With continued practice, our awareness of environment expands, and we begin to relate to others: servers, monitors and those eating with us. Appreciation for the people who grew the food we’re eating, the people who cut it up, and the cooks who made it delicious, develops. Warmth and communication emerge, and we see that practising generosity is possible. Because we are comfortable with the technique and the environment, a natural sense of relaxation and enjoyment can occur.

Finally, through the synchronisation of body, speech and mind, oryoki becomes celebration, or feast. It can be a practice of connecting with sacred outlook, and with a sense of joy and freedom from attachment to our habitual relationship to eating.

Even at the very beginning stage of learning to do oryoki practice, regardless of our mastery of the technique, it is a living practice. It is always an indicator of our state of mind and a way of connecting further with the mind of the teacher.

The lineage of oryoki as practiced in Shambhala

Historically, oryoki began with the disciples of the Buddha, who would receive a begging bowl with their robes, as part of their ordination. Traditionally, ordination includes receiving a seat, robes, and a bowl, all of which act as reminders of one’s relationship with the Buddha, one’s similarity with the Buddha.

The form for all Buddhist traditions started with the begging bowl. The bowl had to be cared for in a particular way and was not allowed to be given away to others. This is the root of the sacredness of an oryoki set. Owning such a set has traditionally been a sign that someone has fully entered the life of a practitioner.
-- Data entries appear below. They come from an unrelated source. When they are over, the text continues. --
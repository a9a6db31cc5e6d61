//! Node storage with stable keys.
//!
//! Trees keep their nodes in a [`Storage`] and link them by [`Key`]. A key
//! stays valid until the node is removed, and removed slots are reused by
//! later inserts, so a tree that churns does not keep growing its arena.

use core::fmt;
use std::collections::TryReserveError;

use crate::Key;

/// Slab-like storage with stable keys.
///
/// # Requirements
///
/// - **Stable keys**: a key addresses the same value until it is removed
/// - **Slot reuse**: removed slots are handed out again by `try_insert`
/// - **No partial inserts**: a failed `try_insert` leaves storage untouched
///   and gives the value back through the error where it can
///
/// # Implementations
///
/// - [`VecStorage`] - growable, allocation failure is reported
/// - [`BoxedStorage`] - fixed capacity chosen up front
/// - `slab::Slab<T>` - growable (feature `slab`)
pub trait Storage<T> {
    /// Key type handed out by this storage.
    type Key: Key;

    /// Error returned when a value cannot be stored.
    type Error;

    /// Stores a value, returning its key.
    fn try_insert(&mut self, value: T) -> Result<Self::Key, Self::Error>;

    /// Removes and returns the value at `key`, if occupied.
    fn remove(&mut self, key: Self::Key) -> Option<T>;

    /// Returns a reference to the value at `key`, if occupied.
    fn get(&self, key: Self::Key) -> Option<&T>;

    /// Returns a mutable reference to the value at `key`, if occupied.
    fn get_mut(&mut self, key: Self::Key) -> Option<&mut T>;

    /// Number of occupied slots.
    fn len(&self) -> usize;

    /// Returns `true` if no slot is occupied.
    #[inline]
    fn is_empty(&self) -> bool {
        self.len() == 0
    }
}

/// Error returned when storage cannot take another value.
///
/// Carries the rejected value so the caller keeps ownership of it.
#[derive(Debug, Clone, Copy, PartialEq, Eq)]
pub struct Full<T>(pub T);

impl<T> Full<T> {
    /// Returns the value that could not be stored.
    pub fn into_inner(self) -> T {
        self.0
    }
}

impl<T> fmt::Display for Full<T> {
    fn fmt(&self, f: &mut fmt::Formatter<'_>) -> fmt::Result {
        write!(f, "storage is full")
    }
}

impl<T: fmt::Debug> std::error::Error for Full<T> {}

// =============================================================================
// Slot arena shared by VecStorage and BoxedStorage
// =============================================================================

#[derive(Debug, Clone)]
enum Slot<T, K> {
    Occupied(T),
    Vacant { next_free: K },
}

/// Vector of slots threaded with an intrusive free list.
#[derive(Debug, Clone)]
struct Slots<T, K: Key> {
    slots: Vec<Slot<T, K>>,
    free_head: K,
    len: usize,
}

impl<T, K: Key> Slots<T, K> {
    const fn new() -> Self {
        Self {
            slots: Vec::new(),
            free_head: K::NONE,
            len: 0,
        }
    }

    /// Puts `value` into a previously freed slot, if there is one.
    fn reuse(&mut self, value: T) -> Result<K, T> {
        if self.free_head.is_none() {
            return Err(value);
        }

        let key = self.free_head;
        let slot = &mut self.slots[key.as_usize()];
        let next_free = match slot {
            Slot::Vacant { next_free } => *next_free,
            Slot::Occupied(_) => unreachable!("free list points at an occupied slot"),
        };
        *slot = Slot::Occupied(value);
        self.free_head = next_free;
        self.len += 1;
        Ok(key)
    }

    /// Appends a fresh slot. The caller has already reserved room for it.
    fn push(&mut self, value: T) -> K {
        let key = K::from_usize(self.slots.len());
        self.slots.push(Slot::Occupied(value));
        self.len += 1;
        key
    }

    fn remove(&mut self, key: K) -> Option<T> {
        if key.is_none() {
            return None;
        }
        let slot = self.slots.get_mut(key.as_usize())?;
        if matches!(slot, Slot::Vacant { .. }) {
            return None;
        }

        let vacant = Slot::Vacant {
            next_free: self.free_head,
        };
        let Slot::Occupied(value) = core::mem::replace(slot, vacant) else {
            unreachable!();
        };
        self.free_head = key;
        self.len -= 1;
        Some(value)
    }

    #[inline]
    fn get(&self, key: K) -> Option<&T> {
        if key.is_none() {
            return None;
        }
        match self.slots.get(key.as_usize()) {
            Some(Slot::Occupied(value)) => Some(value),
            _ => None,
        }
    }

    #[inline]
    fn get_mut(&mut self, key: K) -> Option<&mut T> {
        if key.is_none() {
            return None;
        }
        match self.slots.get_mut(key.as_usize()) {
            Some(Slot::Occupied(value)) => Some(value),
            _ => None,
        }
    }

    fn clear(&mut self) {
        self.slots.clear();
        self.free_head = K::NONE;
        self.len = 0;
    }
}

// =============================================================================
// VecStorage - growable, fallible growth
// =============================================================================

/// Growable storage backed by a `Vec` of slots.
///
/// Growth goes through [`Vec::try_reserve`], so running out of memory is
/// reported as [`Full`] instead of aborting the process. Running out of
/// key space (e.g. more than `u16::MAX - 1` nodes with `u16` keys) is
/// reported the same way.
///
/// # Example
///
/// ```
/// use nexus_ordered::{Storage, VecStorage};
///
/// let mut storage: VecStorage<&str> = VecStorage::new();
/// let a = storage.try_insert("a").unwrap();
/// let b = storage.try_insert("b").unwrap();
///
/// assert_eq!(storage.remove(a), Some("a"));
/// assert_eq!(storage.get(b), Some(&"b"));
///
/// // The freed slot is reused.
/// assert_eq!(storage.try_insert("c").unwrap(), a);
/// ```
#[derive(Debug, Clone)]
pub struct VecStorage<T, K: Key = u32> {
    slots: Slots<T, K>,
}

impl<T, K: Key> VecStorage<T, K> {
    /// Creates empty storage. Does not allocate.
    pub const fn new() -> Self {
        Self {
            slots: Slots::new(),
        }
    }

    /// Creates storage with room for at least `capacity` values.
    ///
    /// # Errors
    ///
    /// Returns the allocator's error if the reservation fails.
    pub fn try_with_capacity(capacity: usize) -> Result<Self, TryReserveError> {
        let mut storage = Self::new();
        storage.slots.slots.try_reserve(capacity)?;
        Ok(storage)
    }

    /// Number of slots that can be filled without reallocating.
    #[inline]
    pub fn capacity(&self) -> usize {
        self.slots.slots.capacity()
    }

    /// Drops every stored value and releases all slots.
    pub fn clear(&mut self) {
        self.slots.clear();
    }
}

impl<T, K: Key> Default for VecStorage<T, K> {
    fn default() -> Self {
        Self::new()
    }
}

impl<T, K: Key> Storage<T> for VecStorage<T, K> {
    type Key = K;
    type Error = Full<T>;

    fn try_insert(&mut self, value: T) -> Result<K, Full<T>> {
        let value = match self.slots.reuse(value) {
            Ok(key) => return Ok(key),
            Err(value) => value,
        };

        if self.slots.slots.len() >= K::max_slots() {
            return Err(Full(value));
        }
        if self.slots.slots.try_reserve(1).is_err() {
            return Err(Full(value));
        }
        Ok(self.slots.push(value))
    }

    #[inline]
    fn remove(&mut self, key: K) -> Option<T> {
        self.slots.remove(key)
    }

    #[inline]
    fn get(&self, key: K) -> Option<&T> {
        self.slots.get(key)
    }

    #[inline]
    fn get_mut(&mut self, key: K) -> Option<&mut T> {
        self.slots.get_mut(key)
    }

    #[inline]
    fn len(&self) -> usize {
        self.slots.len
    }
}

// =============================================================================
// BoxedStorage - fixed capacity
// =============================================================================

/// Fixed-capacity storage.
///
/// All slots are reserved at construction; `try_insert` never allocates and
/// fails with [`Full`] once `capacity` values are stored. Useful when a tree
/// must never grow past a known bound.
///
/// # Example
///
/// ```
/// use nexus_ordered::{BoxedStorage, Full, Storage};
///
/// let mut storage: BoxedStorage<u64> = BoxedStorage::with_capacity(2);
/// storage.try_insert(1).unwrap();
/// storage.try_insert(2).unwrap();
/// assert_eq!(storage.try_insert(3), Err(Full(3)));
/// ```
#[derive(Debug, Clone)]
pub struct BoxedStorage<T, K: Key = u32> {
    slots: Slots<T, K>,
    capacity: usize,
}

impl<T, K: Key> BoxedStorage<T, K> {
    /// Creates storage holding at most `capacity` values.
    ///
    /// # Panics
    ///
    /// Panics if `capacity` is 0 or exceeds the key type's range.
    pub fn with_capacity(capacity: usize) -> Self {
        assert!(capacity > 0, "capacity must be > 0");
        match Self::try_with_capacity(capacity) {
            Ok(storage) => storage,
            Err(err) => panic!("failed to reserve storage: {err}"),
        }
    }

    /// Creates storage holding at most `capacity` values, reporting
    /// allocation failure instead of aborting.
    ///
    /// # Panics
    ///
    /// Panics if `capacity` exceeds the key type's range.
    pub fn try_with_capacity(capacity: usize) -> Result<Self, TryReserveError> {
        assert!(
            capacity <= K::max_slots(),
            "capacity exceeds key type maximum"
        );

        let mut slots = Slots::new();
        slots.slots.try_reserve_exact(capacity)?;
        Ok(Self { slots, capacity })
    }

    /// Maximum number of values this storage holds.
    #[inline]
    pub const fn capacity(&self) -> usize {
        self.capacity
    }

    /// Returns `true` if every slot is occupied.
    #[inline]
    pub const fn is_full(&self) -> bool {
        self.slots.len == self.capacity
    }

    /// Drops every stored value. Capacity is kept.
    pub fn clear(&mut self) {
        self.slots.clear();
    }
}

impl<T, K: Key> Storage<T> for BoxedStorage<T, K> {
    type Key = K;
    type Error = Full<T>;

    fn try_insert(&mut self, value: T) -> Result<K, Full<T>> {
        let value = match self.slots.reuse(value) {
            Ok(key) => return Ok(key),
            Err(value) => value,
        };

        if self.slots.slots.len() == self.capacity {
            return Err(Full(value));
        }
        // Room was reserved up front, so this never reallocates.
        Ok(self.slots.push(value))
    }

    #[inline]
    fn remove(&mut self, key: K) -> Option<T> {
        self.slots.remove(key)
    }

    #[inline]
    fn get(&self, key: K) -> Option<&T> {
        self.slots.get(key)
    }

    #[inline]
    fn get_mut(&mut self, key: K) -> Option<&mut T> {
        self.slots.get_mut(key)
    }

    #[inline]
    fn len(&self) -> usize {
        self.slots.len
    }
}

// =============================================================================
// slab::Slab implementation
// =============================================================================

#[cfg(feature = "slab")]
impl<T> Storage<T> for slab::Slab<T> {
    type Key = usize;
    type Error = core::convert::Infallible;

    #[inline]
    fn try_insert(&mut self, value: T) -> Result<usize, Self::Error> {
        Ok(self.insert(value))
    }

    #[inline]
    fn remove(&mut self, key: usize) -> Option<T> {
        self.try_remove(key)
    }

    #[inline]
    fn get(&self, key: usize) -> Option<&T> {
        slab::Slab::get(self, key)
    }

    #[inline]
    fn get_mut(&mut self, key: usize) -> Option<&mut T> {
        slab::Slab::get_mut(self, key)
    }

    #[inline]
    fn len(&self) -> usize {
        slab::Slab::len(self)
    }
}

#[cfg(test)]
mod tests {
    use super::*;

    #[test]
    fn vec_storage_starts_empty() {
        let storage: VecStorage<u64> = VecStorage::new();
        assert!(storage.is_empty());
        assert_eq!(storage.len(), 0);
        assert_eq!(storage.capacity(), 0);
    }

    #[test]
    fn vec_storage_insert_get_remove() {
        let mut storage: VecStorage<u64> = VecStorage::new();

        let a = storage.try_insert(10).unwrap();
        let b = storage.try_insert(20).unwrap();
        assert_eq!(storage.len(), 2);
        assert_eq!(storage.get(a), Some(&10));
        assert_eq!(storage.get(b), Some(&20));

        *storage.get_mut(a).unwrap() = 11;
        assert_eq!(storage.remove(a), Some(11));
        assert_eq!(storage.get(a), None);
        assert_eq!(storage.remove(a), None);
        assert_eq!(storage.len(), 1);
    }

    #[test]
    fn vec_storage_reuses_slots_lifo() {
        let mut storage: VecStorage<u64> = VecStorage::new();
        let a = storage.try_insert(1).unwrap();
        let b = storage.try_insert(2).unwrap();
        let _c = storage.try_insert(3).unwrap();

        storage.remove(a);
        storage.remove(b);

        assert_eq!(storage.try_insert(4).unwrap(), b);
        assert_eq!(storage.try_insert(5).unwrap(), a);
        assert_eq!(storage.len(), 3);
    }

    #[test]
    fn vec_storage_nil_key_is_never_occupied() {
        let mut storage: VecStorage<u64> = VecStorage::new();
        storage.try_insert(1).unwrap();
        assert_eq!(storage.get(u32::NONE), None);
        assert_eq!(storage.remove(u32::NONE), None);
    }

    #[test]
    fn vec_storage_key_space_exhaustion() {
        // u16 keys reserve u16::MAX as nil.
        let mut storage: VecStorage<u8, u16> = VecStorage::new();
        for _ in 0..u16::MAX as usize {
            storage.try_insert(0).unwrap();
        }
        assert_eq!(storage.try_insert(9), Err(Full(9)));
    }

    #[test]
    fn boxed_storage_rejects_past_capacity() {
        let mut storage: BoxedStorage<u64> = BoxedStorage::with_capacity(3);
        assert_eq!(storage.capacity(), 3);

        let keys: Vec<u32> = (0..3).map(|i| storage.try_insert(i).unwrap()).collect();
        assert!(storage.is_full());
        assert_eq!(storage.try_insert(99), Err(Full(99)));

        storage.remove(keys[1]);
        assert!(!storage.is_full());
        assert_eq!(storage.try_insert(99).unwrap(), keys[1]);
    }

    #[test]
    fn boxed_storage_clear_keeps_capacity() {
        let mut storage: BoxedStorage<String> = BoxedStorage::with_capacity(2);
        storage.try_insert("a".into()).unwrap();
        storage.try_insert("b".into()).unwrap();

        storage.clear();
        assert!(storage.is_empty());
        assert_eq!(storage.capacity(), 2);
        storage.try_insert("c".into()).unwrap();
    }

    #[test]
    #[should_panic(expected = "capacity must be > 0")]
    fn boxed_storage_zero_capacity_panics() {
        let _: BoxedStorage<u64> = BoxedStorage::with_capacity(0);
    }

    #[test]
    fn full_gives_value_back() {
        let err = Full(String::from("rejected"));
        assert_eq!(err.to_string(), "storage is full");
        assert_eq!(err.into_inner(), "rejected");
    }

    #[cfg(feature = "slab")]
    #[test]
    fn slab_backend() {
        let mut storage: slab::Slab<u64> = slab::Slab::new();
        let key = Storage::try_insert(&mut storage, 5).unwrap();
        assert_eq!(Storage::get(&storage, key), Some(&5));
        assert_eq!(Storage::remove(&mut storage, key), Some(5));
        assert!(Storage::is_empty(&storage));
    }
}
Over a period of centuries, the early communities of wandering monks and nuns settled down and formed large monastic centres. Simple instructions on such matters as eating were codified and developed into liturgies. At the same time the simple begging bowl developed into a small eating set, and a whole practice of monastic eating developed.

Oryoki as practiced in the Shambhala sangha is a synthesis of the Japanese form of oryoki and the Tibetan liturgical procedure used with monastic eating. These forms and procedures were themselves developed from the teachings and methodologies given to the sangha in India by the Buddha 2500 years ago.

Our oryoki lineage began with Dogen Zenji, who traveled from Japan to China many centuries ago. Dogen Zenji had studied with several teachers in Japan but felt that he wasn’t getting the essence of the teachings there, so he undertook the rather dangerous sea journey to China, where Chan Buddhism was flourishing. After many difficulties he found a teacher with whom he studied and practiced and who gave him the complete transmission of Chan. He also learned the ways of a Buddhist monk, including the monastic eating practice used in China at the time.

Dogen Zenji returned to Japan and introduced that style of eating along with some refinements of form. During a few centuries of practice the great Zen masters refined the practice further and passed it down. The Zen tradition of oryoki as it exists today has a remarkable sense of elegance and fine attention to detail. The form that we use in Shambhala comes directly from the Soto Zen lineage. It was transmitted to us through Kobun Chino Roshi, and is preserved by the Sakyong.

The form used in Shambhala also contains influences from the Tibetan tradition. In particular, this has come through our incorporation of the liturgical procedures of the Tibetan monastic eating practice, rather than the Japanese method of chanting. For example, the way of using the drum during the cook’s offering is Tibetan. Because the Tibetan eating practice has the same source it is not all that different from the Japanese oryoki practice; the Tibetans do most of the same things but in a slightly different way. For instance, the Tibetans come to the noonday meal at the monastery with one bowl (not several) wrapped in a cloth (again, just one), and with a spoon (as the only utensil) to eat with.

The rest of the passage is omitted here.